-- Supplied information follows --
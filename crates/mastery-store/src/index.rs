//! Replay index shared by the backends.

use std::collections::BTreeMap;

use mastery_core::{EvidenceRecord, LearnerId, Level, VerificationStatus};
use tracing::debug;

use crate::entry::LedgerEntry;
use crate::error::StoreError;
use crate::filter::EvidenceFilter;

/// In-memory state derived by replaying ledger entries in order.
#[derive(Debug, Default, Clone)]
pub struct LedgerIndex {
    evidence: Vec<EvidenceRecord>,
    statuses: BTreeMap<(LearnerId, Level), VerificationStatus>,
    skipped: usize,
}

impl LedgerIndex {
    /// Creates an empty index.
    pub fn new() -> Self {
        Self::default()
    }

    /// Applies one entry.
    pub fn apply(&mut self, entry: LedgerEntry) {
        match entry {
            LedgerEntry::Evidence(record) => self.evidence.push(record),
            LedgerEntry::Status(status) => {
                let key = (status.learner_id.clone(), status.target_level);
                self.statuses.insert(key, status);
            }
            LedgerEntry::StatusReset(reset) => {
                self.statuses.remove(&(reset.learner_id, reset.target_level));
            }
            LedgerEntry::Unknown(json) => {
                debug!(entry_type = ?json.get("entry_type"), "skipping unknown ledger entry");
                self.skipped += 1;
            }
        }
    }

    /// Sequence number the next evidence record receives.
    pub fn next_seq(&self) -> u64 {
        self.evidence.last().map(|r| r.seq + 1).unwrap_or(0)
    }

    /// Number of evidence records.
    pub fn evidence_len(&self) -> usize {
        self.evidence.len()
    }

    /// Number of unknown entries skipped during replay.
    pub fn skipped(&self) -> usize {
        self.skipped
    }

    /// Matching records in ledger order.
    pub fn scan(&self, filter: &dyn EvidenceFilter) -> Vec<EvidenceRecord> {
        self.evidence
            .iter()
            .filter(|r| filter.matches(r))
            .cloned()
            .collect()
    }

    /// One status row.
    pub fn status(&self, learner_id: &LearnerId, level: Level) -> Option<&VerificationStatus> {
        self.statuses.get(&(learner_id.clone(), level))
    }

    /// Every row of a learner, ordered by level.
    pub fn statuses_for(&self, learner_id: &LearnerId) -> Vec<VerificationStatus> {
        self.statuses
            .range((learner_id.clone(), Level::MIN)..=(learner_id.clone(), Level::MAX))
            .map(|(_, s)| s.clone())
            .collect()
    }

    /// Checks a pending write against the stored revision and returns the row to store.
    pub fn prepare_put(&self, status: VerificationStatus) -> Result<VerificationStatus, StoreError> {
        let found = self
            .status(&status.learner_id, status.target_level)
            .map(|s| s.revision)
            .unwrap_or(0);
        if found != status.revision {
            return Err(StoreError::Conflict {
                learner_id: status.learner_id,
                level: status.target_level,
                expected: status.revision,
                found,
            });
        }
        let mut next = status;
        next.revision += 1;
        Ok(next)
    }
}
//! Dormancy command implementation.

use mastery_core::LearnerId;

use super::open_engine;
use crate::output;

pub fn run(
    journal: String,
    config: Option<String>,
    learner: LearnerId,
    json: bool,
) -> Result<(), Box<dyn std::error::Error>> {
    let mut engine = open_engine(&journal, config.as_deref(), true)?;
    let event = engine.check_dormancy(&learner)?;

    if json {
        output::print_json(&event)?;
        return Ok(());
    }
    match event {
        Some(event) => println!(
            "Level {} is now dormant ({} days inactive, was {})",
            event.level, event.inactive_days, event.previous
        ),
        None => println!("active"),
    }
    Ok(())
}
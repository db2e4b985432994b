//! Core data model for the mastery verification engine.
//!
//! This crate provides:
//! - Validated identifiers (`LearnerId`, `ContextTag`) and content-derived `EvidenceId`s
//! - The four evidence dimensions and the evidence record shape
//! - Verification status rows with their cached dimension snapshot
//! - The grading collaborator's exercise result shape
//! - Process-wide engine configuration (dimension targets, dormancy policy)
//!
//! Core invariants:
//! - Evidence records are immutable once sealed; the ledger is the source of truth
//! - Cached dimension fields on a status row are a view, never authoritative
//! - Nothing in this crate performs I/O except `EngineConfig::load`
//!
#![deny(missing_docs)]

/// Engine configuration and dimension targets.
pub mod config;
/// Evidence dimensions and evidence types.
pub mod dimension;
/// Error types for core operations.
pub mod errors;
/// Evidence records and drafts.
pub mod evidence;
/// Content-derived evidence identifiers.
pub mod evidence_id;
/// Exercise results produced by the grading collaborator.
pub mod exercise;
/// Validated identifiers.
pub mod identifiers;
/// Verification status rows.
pub mod status;
/// Validation helpers used by core types.
pub mod validation;

pub use config::{
    BreadthConfig, ConfigError, ConfirmedPolicy, DepthConfig, DimensionTargets, DormancyConfig,
    EngineConfig, FoundationConfig, PromotionConfig, MAX_DORMANCY_DAYS,
};
pub use dimension::{Dimension, EvidenceType};
pub use errors::CoreError;
pub use evidence::{EvidenceDraft, EvidenceRecord};
pub use evidence_id::{compute_evidence_id, EvidenceId, EvidenceIdError};
pub use exercise::{ExerciseResult, Tier};
pub use identifiers::{check_level, ContextTag, LearnerId, Level};
pub use status::{DimensionSnapshot, StatusKind, VerificationStatus};
pub use validation::ValidationError;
-- Supplied information concluded --
To do:
Could you return exactly the lines above from the line with "-> Result<(), Box<dyn" to the line with "repository db2e4b985432994b", both included, and nothing else?

Task response:
) -> Result<(), Box<dyn std::error::Error>> {
    let mut engine = open_engine(&journal, config.as_deref(), true)?;
    let event = engine.check_dormancy(&learner)?;

    if json {
        output::print_json(&event)?;
        return Ok(());
    }
    match event {
        Some(event) => println!(
            "Level {} is now dormant ({} days inactive, was {})",
            event.level, event.inactive_days, event.previous
        ),
        None => println!("active"),
    }
    Ok(())
}
repository db2e4b985432994b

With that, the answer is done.